■ **WHAT THE TASK REQUIRES**
Copy out each line containing "checkmark" from the entries below.

■ **RECORDS FOR THIS TASK**

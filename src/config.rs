//! Runtime configuration
//!
//! The original tool read `process.env` from inside each stage. Here the
//! environment is read exactly once, at startup, into an explicit
//! [`Config`] that the rest of the pipeline receives by reference.

use crate::error::{Error, Result};
use std::env;

/// Name of the credential variable
pub const TOKEN_VAR: &str = "CROWDIN_PERSONAL_TOKEN";
/// Name of the project id variable
pub const PROJECT_ID_VAR: &str = "CROWDIN_PROJECT_ID";
/// Name of the base URL variable
pub const BASE_URL_VAR: &str = "CROWDIN_BASE_URL";

/// Connection settings for the Crowdin API
#[derive(Debug, Clone)]
pub struct Config {
    /// Personal access token
    pub token: String,
    /// Numeric project identifier
    pub project_id: u64,
    /// API base URL, e.g. `https://api.crowdin.com/api/v2`
    pub base_url: String,
}

impl Config {
    /// Build a configuration from the process environment.
    ///
    /// The three variables are checked independently, in a fixed order;
    /// the first missing one aborts the run. An empty value counts as
    /// missing.
    pub fn from_env() -> Result<Self> {
        Self::from_lookup(|name| env::var(name).ok())
    }

    /// Build a configuration from an arbitrary variable lookup.
    ///
    /// `from_env` delegates here; tests inject a map instead of mutating
    /// the process environment.
    pub fn from_lookup(lookup: impl Fn(&str) -> Option<String>) -> Result<Self> {
        let token = require_var(&lookup, TOKEN_VAR)?;
        let project_id_raw = require_var(&lookup, PROJECT_ID_VAR)?;
        let base_url = require_var(&lookup, BASE_URL_VAR)?;

        let project_id = project_id_raw
            .parse::<u64>()
            .map_err(|e| Error::InvalidVariable {
                name: PROJECT_ID_VAR,
                reason: e.to_string(),
            })?;

        url::Url::parse(&base_url).map_err(|e| Error::InvalidVariable {
            name: BASE_URL_VAR,
            reason: e.to_string(),
        })?;

        Ok(Self {
            token,
            project_id,
            base_url,
        })
    }
}

fn require_var(
    lookup: impl Fn(&str) -> Option<String>,
    name: &'static str,
) -> Result<String> {
    match lookup(name) {
        Some(value) if !value.is_empty() => Ok(value),
        _ => Err(Error::MissingVariable(name)),
    }
}
//! CLI styling utilities
//!
//! Semantic styling via the [`Stylize`] trait with automatic terminal
//! color support detection (delegated to `owo-colors`).

use std::fmt::{self, Display};

pub use owo_colors::Stream;
use owo_colors::{OwoColorize, Style};

const ACCENT: Style = Style::new().cyan();
const SUCCESS: Style = Style::new().green();
const ERROR: Style = Style::new().red();

/// A value with semantic styling applied.
///
/// Implements [`Display`] to render with ANSI codes when supported.
/// Color support detection is handled by `owo-colors` (respects `NO_COLOR`,
/// `CLICOLOR`, `CLICOLOR_FORCE`, and TTY detection).
#[derive(Clone, Debug)]
pub struct Styled<T> {
    value: T,
    style: Style,
    stream: Stream,
}

impl<T> Styled<T> {
    const fn new(value: T, style: Style, stream: Stream) -> Self {
        Self {
            value,
            style,
            stream,
        }
    }
}

impl<T: Display> Display for Styled<T> {
    fn fmt(&self, f: &mut fmt::Formatter<'_>) -> fmt::Result {
        write!(
            f,
            "{}",
            self.value
                .if_supports_color(self.stream, |v| v.style(self.style))
        )
    }
}

/// Extension trait for semantic terminal styling.
///
/// Automatically implemented for all [`Display`] types. Methods take `&self`
/// to avoid moving the value, allowing styling of borrowed data.
pub trait Stylize: Display {
    /// Accent color (cyan) for primary information.
    fn accent(&self) -> Styled<&Self> {
        Styled::new(self, ACCENT, Stream::Stdout)
    }

    /// Success color (green) for completion states.
    fn success(&self) -> Styled<&Self> {
        Styled::new(self, SUCCESS, Stream::Stdout)
    }

    /// Error color (red) for failures; renders for stderr.
    fn error(&self) -> Styled<&Self> {
        Styled::new(self, ERROR, Stream::Stderr)
    }
}

// Blanket implementation for all Display types
impl<T: Display + ?Sized> Stylize for T {}

/// Success checkmark
pub const CHECK: &str = "✓";

/// Green checkmark for success states.
#[inline]
pub const fn check() -> Styled<&'static str> {
    Styled::new(CHECK, SUCCESS, Stream::Stdout)
}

■ **OUTPUT FOR THIS TASK**
/// Success checkmark
/// Green checkmark for success states.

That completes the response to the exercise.